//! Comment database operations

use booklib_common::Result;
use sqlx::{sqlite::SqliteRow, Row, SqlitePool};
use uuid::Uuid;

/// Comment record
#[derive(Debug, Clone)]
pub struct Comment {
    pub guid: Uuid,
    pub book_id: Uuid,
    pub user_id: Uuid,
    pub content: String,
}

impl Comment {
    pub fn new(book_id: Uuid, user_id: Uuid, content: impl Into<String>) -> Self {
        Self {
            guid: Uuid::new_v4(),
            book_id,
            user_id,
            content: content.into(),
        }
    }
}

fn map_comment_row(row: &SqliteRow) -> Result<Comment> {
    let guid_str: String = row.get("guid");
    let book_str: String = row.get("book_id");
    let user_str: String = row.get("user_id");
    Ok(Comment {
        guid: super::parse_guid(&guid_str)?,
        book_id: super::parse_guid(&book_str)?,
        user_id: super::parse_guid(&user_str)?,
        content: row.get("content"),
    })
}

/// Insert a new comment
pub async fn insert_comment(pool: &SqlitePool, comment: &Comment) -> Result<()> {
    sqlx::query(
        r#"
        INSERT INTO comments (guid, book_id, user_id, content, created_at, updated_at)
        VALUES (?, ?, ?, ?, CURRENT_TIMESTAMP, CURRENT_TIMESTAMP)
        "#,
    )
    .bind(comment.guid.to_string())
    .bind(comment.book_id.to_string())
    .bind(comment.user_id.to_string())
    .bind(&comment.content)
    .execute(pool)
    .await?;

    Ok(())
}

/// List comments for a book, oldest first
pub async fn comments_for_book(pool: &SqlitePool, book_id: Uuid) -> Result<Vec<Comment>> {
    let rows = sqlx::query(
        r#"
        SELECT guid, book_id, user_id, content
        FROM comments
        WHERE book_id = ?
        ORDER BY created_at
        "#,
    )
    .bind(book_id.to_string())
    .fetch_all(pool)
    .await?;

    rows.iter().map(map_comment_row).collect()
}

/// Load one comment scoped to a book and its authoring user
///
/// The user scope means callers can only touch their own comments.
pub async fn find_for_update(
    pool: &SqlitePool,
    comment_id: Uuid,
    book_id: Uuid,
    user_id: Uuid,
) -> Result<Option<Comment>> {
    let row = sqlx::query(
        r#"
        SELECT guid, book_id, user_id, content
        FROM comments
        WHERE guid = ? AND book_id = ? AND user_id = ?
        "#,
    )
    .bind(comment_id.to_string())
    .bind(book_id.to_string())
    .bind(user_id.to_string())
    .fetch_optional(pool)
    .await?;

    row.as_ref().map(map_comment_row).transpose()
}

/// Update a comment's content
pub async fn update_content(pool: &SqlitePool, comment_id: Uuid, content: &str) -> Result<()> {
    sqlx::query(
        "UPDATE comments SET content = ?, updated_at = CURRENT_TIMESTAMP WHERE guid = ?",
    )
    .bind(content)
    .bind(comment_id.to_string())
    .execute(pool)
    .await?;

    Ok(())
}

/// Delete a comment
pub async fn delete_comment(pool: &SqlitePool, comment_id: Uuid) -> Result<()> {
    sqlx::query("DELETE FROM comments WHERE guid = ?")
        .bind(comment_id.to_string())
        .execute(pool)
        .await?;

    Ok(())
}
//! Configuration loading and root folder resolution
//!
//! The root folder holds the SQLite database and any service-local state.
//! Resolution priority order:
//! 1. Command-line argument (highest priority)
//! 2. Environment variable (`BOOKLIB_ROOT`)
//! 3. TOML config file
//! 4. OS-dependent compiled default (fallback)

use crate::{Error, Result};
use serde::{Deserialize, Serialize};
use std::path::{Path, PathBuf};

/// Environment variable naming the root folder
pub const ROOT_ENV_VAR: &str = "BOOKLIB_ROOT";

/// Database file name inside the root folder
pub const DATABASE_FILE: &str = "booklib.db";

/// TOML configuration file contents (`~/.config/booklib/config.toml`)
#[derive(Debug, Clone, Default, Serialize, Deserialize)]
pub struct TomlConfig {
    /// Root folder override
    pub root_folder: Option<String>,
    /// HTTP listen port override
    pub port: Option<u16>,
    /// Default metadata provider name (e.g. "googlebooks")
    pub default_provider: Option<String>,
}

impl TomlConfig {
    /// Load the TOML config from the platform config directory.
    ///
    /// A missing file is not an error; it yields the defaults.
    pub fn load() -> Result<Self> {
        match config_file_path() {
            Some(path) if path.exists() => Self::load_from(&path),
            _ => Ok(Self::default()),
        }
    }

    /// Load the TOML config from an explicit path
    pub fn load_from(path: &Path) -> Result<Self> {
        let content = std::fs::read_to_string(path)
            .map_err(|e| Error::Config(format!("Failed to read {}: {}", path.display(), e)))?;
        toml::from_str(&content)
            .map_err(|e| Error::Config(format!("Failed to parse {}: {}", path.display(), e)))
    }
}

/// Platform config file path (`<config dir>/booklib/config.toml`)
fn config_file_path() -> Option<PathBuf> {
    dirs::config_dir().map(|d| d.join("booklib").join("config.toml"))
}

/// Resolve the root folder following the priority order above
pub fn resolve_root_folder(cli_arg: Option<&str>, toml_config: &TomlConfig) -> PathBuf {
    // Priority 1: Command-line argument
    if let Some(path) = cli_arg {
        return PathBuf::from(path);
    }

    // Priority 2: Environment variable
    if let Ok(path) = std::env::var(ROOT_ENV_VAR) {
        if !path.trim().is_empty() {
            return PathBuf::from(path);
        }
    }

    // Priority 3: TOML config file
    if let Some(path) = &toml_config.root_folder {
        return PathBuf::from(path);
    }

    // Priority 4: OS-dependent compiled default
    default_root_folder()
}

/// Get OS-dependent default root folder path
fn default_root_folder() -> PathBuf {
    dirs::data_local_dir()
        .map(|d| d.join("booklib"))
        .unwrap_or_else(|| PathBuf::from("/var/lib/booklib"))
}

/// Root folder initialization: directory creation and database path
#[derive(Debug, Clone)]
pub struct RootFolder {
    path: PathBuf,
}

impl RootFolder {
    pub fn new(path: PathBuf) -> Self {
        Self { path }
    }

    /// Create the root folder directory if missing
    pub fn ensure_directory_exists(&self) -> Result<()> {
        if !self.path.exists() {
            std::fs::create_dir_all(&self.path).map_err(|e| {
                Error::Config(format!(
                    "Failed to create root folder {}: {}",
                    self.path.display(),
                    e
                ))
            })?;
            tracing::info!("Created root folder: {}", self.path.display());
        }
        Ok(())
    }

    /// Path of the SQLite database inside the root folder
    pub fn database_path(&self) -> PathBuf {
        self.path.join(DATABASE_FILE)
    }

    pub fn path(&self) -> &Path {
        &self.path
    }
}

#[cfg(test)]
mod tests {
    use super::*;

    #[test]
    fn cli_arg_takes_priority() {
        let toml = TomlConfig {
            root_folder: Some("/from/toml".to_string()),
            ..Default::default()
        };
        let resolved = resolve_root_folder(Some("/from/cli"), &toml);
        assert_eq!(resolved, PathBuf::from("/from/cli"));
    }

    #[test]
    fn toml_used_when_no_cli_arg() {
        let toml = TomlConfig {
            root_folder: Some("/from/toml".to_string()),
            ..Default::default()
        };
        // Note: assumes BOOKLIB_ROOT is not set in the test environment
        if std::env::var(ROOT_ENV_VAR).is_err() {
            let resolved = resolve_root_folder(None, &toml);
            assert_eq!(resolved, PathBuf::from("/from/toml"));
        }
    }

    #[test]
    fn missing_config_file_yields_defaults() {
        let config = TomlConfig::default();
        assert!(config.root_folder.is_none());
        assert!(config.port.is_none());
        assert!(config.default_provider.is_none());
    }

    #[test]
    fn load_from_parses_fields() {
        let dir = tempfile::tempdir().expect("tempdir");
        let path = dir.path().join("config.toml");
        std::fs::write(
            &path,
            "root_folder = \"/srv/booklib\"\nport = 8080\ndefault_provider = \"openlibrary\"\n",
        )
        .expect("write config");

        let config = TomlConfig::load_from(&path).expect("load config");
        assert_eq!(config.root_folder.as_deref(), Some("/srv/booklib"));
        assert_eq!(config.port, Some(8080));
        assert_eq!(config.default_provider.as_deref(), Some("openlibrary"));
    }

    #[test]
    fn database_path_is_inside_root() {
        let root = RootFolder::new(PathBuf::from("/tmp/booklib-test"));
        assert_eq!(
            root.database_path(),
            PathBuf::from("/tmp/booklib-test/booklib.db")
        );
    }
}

┄┄┄┄┄┄┄┄┄┄┄┄┄┄┄┄┄┄┄┄

## Directions for this task
Look above for the line that contains "3: TOML config file". Starting there, transcribe every line exactly until you have copied the line that contains "let config = TomlConfig::default();".

## Task response
    // Priority 3: TOML config file
    if let Some(path) = &toml_config.root_folder {
        return PathBuf::from(path);
    }

    // Priority 4: OS-dependent compiled default
    default_root_folder()
}

/// Get OS-dependent default root folder path
fn default_root_folder() -> PathBuf {
    dirs::data_local_dir()
        .map(|d| d.join("booklib"))
        .unwrap_or_else(|| PathBuf::from("/var/lib/booklib"))
}

/// Root folder initialization: directory creation and database path
#[derive(Debug, Clone)]
pub struct RootFolder {
    path: PathBuf,
}

impl RootFolder {
    pub fn new(path: PathBuf) -> Self {
        Self { path }
    }

    /// Create the root folder directory if missing
    pub fn ensure_directory_exists(&self) -> Result<()> {
        if !self.path.exists() {
            std::fs::create_dir_all(&self.path).map_err(|e| {
                Error::Config(format!(
                    "Failed to create root folder {}: {}",
                    self.path.display(),
                    e
                ))
            })?;
            tracing::info!("Created root folder: {}", self.path.display());
        }
        Ok(())
    }

    /// Path of the SQLite database inside the root folder
    pub fn database_path(&self) -> PathBuf {
        self.path.join(DATABASE_FILE)
    }

    pub fn path(&self) -> &Path {
        &self.path
    }
}

#[cfg(test)]
mod tests {
    use super::*;

    #[test]
    fn cli_arg_takes_priority() {
        let toml = TomlConfig {
            root_folder: Some("/from/toml".to_string()),
            ..Default::default()
        };
        let resolved = resolve_root_folder(Some("/from/cli"), &toml);
        assert_eq!(resolved, PathBuf::from("/from/cli"));
    }

    #[test]
    fn toml_used_when_no_cli_arg() {
        let toml = TomlConfig {
            root_folder: Some("/from/toml".to_string()),
            ..Default::default()
        };
        // Note: assumes BOOKLIB_ROOT is not set in the test environment
        if std::env::var(ROOT_ENV_VAR).is_err() {
            let resolved = resolve_root_folder(None, &toml);
            assert_eq!(resolved, PathBuf::from("/from/toml"));
        }
    }

    #[test]
    fn missing_config_file_yields_defaults() {
        let config = TomlConfig::default();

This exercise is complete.